Das Team glaubt sogar, Beweise für unterteilte Stadtblöcke entdeckt zu haben, da zahlreiche irdene Einfriedungen vorhanden sind, die in etwa mit den linearen Hauptachsen „oder Durchgangsstraßen übereinstimmen.
Obwohl Khmer-Städte größtenteils aus verderblichen Materialien gebaut wurden, haben sie dennoch ein dauerhaftes Erbe auf der Erdoberfläche hinterlassen, das es Archäologen ermöglicht, ihre Formen in den Konturen des Geländes zu verfolgen, sagen Forscher.“Das wichtigste Ergebnis der Studie ist die Entdeckung eines städtischen Netzwerks aus Erddeichen, das unter der Vegetation von Phnom Kulen verborgen ist“, sagte Chevance. „Die LiDAR-Technologie ermöglicht es uns, durch die Überdachung zu“sehen“und dieses riesige Netzwerk von Erddeichen zu enthüllen, die von Ost nach West und von Nord nach Süd ausgerichtet sind und ein Gitter bilden, das das“Skelett“ der Stadt definiert.“
„Nach mehreren Ausgrabungskampagnen können die damit verbundenen Merkmale wie Grundstücke und kleinere Dämme nun als Siedlungen interpretiert werden, ein wesentlicher Bestandteil für die Definition der Stadt“, sagte er. „Die meisten bisher bekannten Standorte sind durch ihre Position und Ausrichtung mit diesem Netzwerk verbunden.“Laut den Forschern bestätigt die neueste Studie im Wesentlichen die Hypothese, dass Mahendraparvata auf dem Phnom Kulen Plateau lag und dass es die erste Hauptstadt des Khmer-Reiches war.

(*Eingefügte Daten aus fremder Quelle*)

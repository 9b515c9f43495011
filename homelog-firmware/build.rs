//! Build script for homelog-firmware
//!
//! - Sets up linker search paths for memory.x
//! - Validates station.toml and embeds it as postcard bytes
//! - Exports the build identifier shown on the startup banner

use std::env;
use std::fs::{self, File};
use std::io::Write;
use std::path::{Path, PathBuf};

use homelog_core::config::{ConfigError, StationConfig};

/// Build identifier used when `HOMELOG_BUILD` is not set
const DEFAULT_BUILD: &str = "dev";

fn main() {
    let out_dir = PathBuf::from(env::var("OUT_DIR").unwrap());

    setup_linker(&out_dir);
    embed_config(&out_dir);
    export_build_id();
}

/// Set up linker search paths and scripts
fn setup_linker(out_dir: &Path) {
    // Copy memory.x to the output directory
    let memory_x = include_bytes!("memory.x");
    let mut f = File::create(out_dir.join("memory.x")).unwrap();
    f.write_all(memory_x).unwrap();

    // Tell rustc where to find memory.x
    println!("cargo:rustc-link-search={}", out_dir.display());

    println!("cargo:rustc-link-arg-bins=--nmagic");
    println!("cargo:rustc-link-arg-bins=-Tlink.x");
    println!("cargo:rustc-link-arg-bins=-Tlink-rp.x");
    println!("cargo:rustc-link-arg-bins=-Tdefmt.x");

    // Re-run if memory.x changes
    println!("cargo:rerun-if-changed=memory.x");
    println!("cargo:rerun-if-changed=build.rs");
}

/// Validate station.toml and write the postcard image the firmware embeds
fn embed_config(out_dir: &Path) {
    println!("cargo:rerun-if-changed=station.toml");

    let config_path = Path::new("station.toml");

    if !config_path.exists() {
        panic!(
            "\n\
            ╔══════════════════════════════════════════════════════════════════╗\n\
            ║  ERROR: station.toml not found!                                  ║\n\
            ║                                                                  ║\n\
            ║  The firmware requires a station.toml configuration file.        ║\n\
            ║  Please create one in the homelog-firmware directory.            ║\n\
            ╚══════════════════════════════════════════════════════════════════╝\n"
        );
    }

    let config_content = match fs::read_to_string(config_path) {
        Ok(content) => content,
        Err(e) => {
            panic!(
                "\n\
                ╔══════════════════════════════════════════════════════════════════╗\n\
                ║  ERROR: Failed to read station.toml                              ║\n\
                ║                                                                  ║\n\
                ║  Error: {:<56} ║\n\
                ╚══════════════════════════════════════════════════════════════════╝\n",
                e
            );
        }
    };

    // Syntax errors and out-of-range fields (e.g. a 40 byte SSID) land here
    let config: StationConfig = match toml::from_str(&config_content) {
        Ok(config) => config,
        Err(e) => {
            let error_msg = e.to_string();
            panic!(
                "\n\
                ╔══════════════════════════════════════════════════════════════════╗\n\
                ║  ERROR: Invalid station.toml                                     ║\n\
                ╠══════════════════════════════════════════════════════════════════╣\n\
                ║                                                                  ║\n\
                {}\n\
                ║                                                                  ║\n\
                ╚══════════════════════════════════════════════════════════════════╝\n",
                format_error_lines(&error_msg)
            );
        }
    };

    if let Err(e) = config.validate() {
        panic!(
            "\n\
            ╔══════════════════════════════════════════════════════════════════╗\n\
            ║  ERROR: station.toml failed validation                           ║\n\
            ╠══════════════════════════════════════════════════════════════════╣\n\
            ║  • {:<62} ║\n\
            ╚══════════════════════════════════════════════════════════════════╝\n",
            describe(e)
        );
    }

    let bytes = postcard::to_stdvec(&config).unwrap();
    fs::write(out_dir.join("station.postcard"), bytes).unwrap();

    println!("cargo:warning=station.toml validated successfully");
}

/// Pass the build identifier through to the firmware as `HOMELOG_BUILD`
fn export_build_id() {
    println!("cargo:rerun-if-env-changed=HOMELOG_BUILD");

    let build = env::var("HOMELOG_BUILD").unwrap_or_else(|_| DEFAULT_BUILD.to_string());
    println!("cargo:rustc-env=HOMELOG_BUILD={}", build);
}

/// Human readable validation failure
fn describe(error: ConfigError) -> &'static str {
    match error {
        ConfigError::NoNetworks => "at least one [[networks]] entry is required",
        ConfigError::EmptySsid => "[[networks]] ssid must not be empty",
        ConfigError::PasswordLength => "[[networks]] password must be empty or 8-63 chars",
        ConfigError::InvalidUrl => "[endpoints] URLs must be http(s)://host/...",
        ConfigError::ZeroTone => "alert_tone must be greater than 0",
        ConfigError::InvalidGeometry => "[display] needs width <= 128, height 32 or 64, 7-bit address",
    }
}

/// Format error message lines with box drawing
fn format_error_lines(msg: &str) -> String {
    msg.lines()
        .map(|line| {
            let truncated = if line.len() > 64 {
                format!("{}...", &line[..61])
            } else {
                line.to_string()
            };
            format!("║  {:<64} ║", truncated)
        })
        .collect::<Vec<_>>()
        .join("\n")
}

Darüber hinaus liefert es neue und wichtige Einblicke in die Entstehung von Khmer-Stadtgebieten. Sie sagen, dass Angkor und andere nachfolgende Khmer-Siedlungen den Stadtplan von Mahendraparvata als Inspiration verwendeten.
Die LiDAR-Umfrage ergab auch, dass ein ehrgeiziges Ingenieurprojekt zum Bau eines ausgeklügelten Wassermanagementsystems unvollendet blieb. Den Archäologen zufolge könnten die unvollendeten Ingenieurarbeiten darauf hindeuten, warum die Stadt als Machtzentrum der Khmer möglicherweise nicht lange gedauert hat. Sie stellen jedoch fest, dass der in Mahendraparvata gebaute Stausee möglicherweise die künstlichen Seen inspiriert hat, die für das Design von Angkor Wat von zentraler Bedeutung waren.Das Khmer-Reich hatte seine Wurzeln in den frühen Jahrhunderten des ersten Jahrtausends, so die Forscher. Es verbreitete sich jedoch in Südostasien während dessen, was Historiker als „angkorianische Zeit“ bezeichnet haben, die sich vom 9. bis zum 15.“Es war eine der fortschrittlichsten Zivilisationen in Südostasien, mit starker politischer Macht, einer sehr großen und besiedelten Hauptstadt — Angkor, der größten Hauptstadt der vorindustriellen Welt – und großartigen architektonischen Realisierungen“, sagte Chevance.
Eines der mysteriösesten Merkmale des Phnom Kulen Plateaus sind die Hunderte von 10 Fuß hohen Hügeln, die in geometrischen Mustern angeordnet sind. Diese bleiben den Forschern ein Rätsel, obwohl angenommen wird, dass sie nach der Mehrheit der Mahendraparvata gebaut wurden, sagen die Forscher.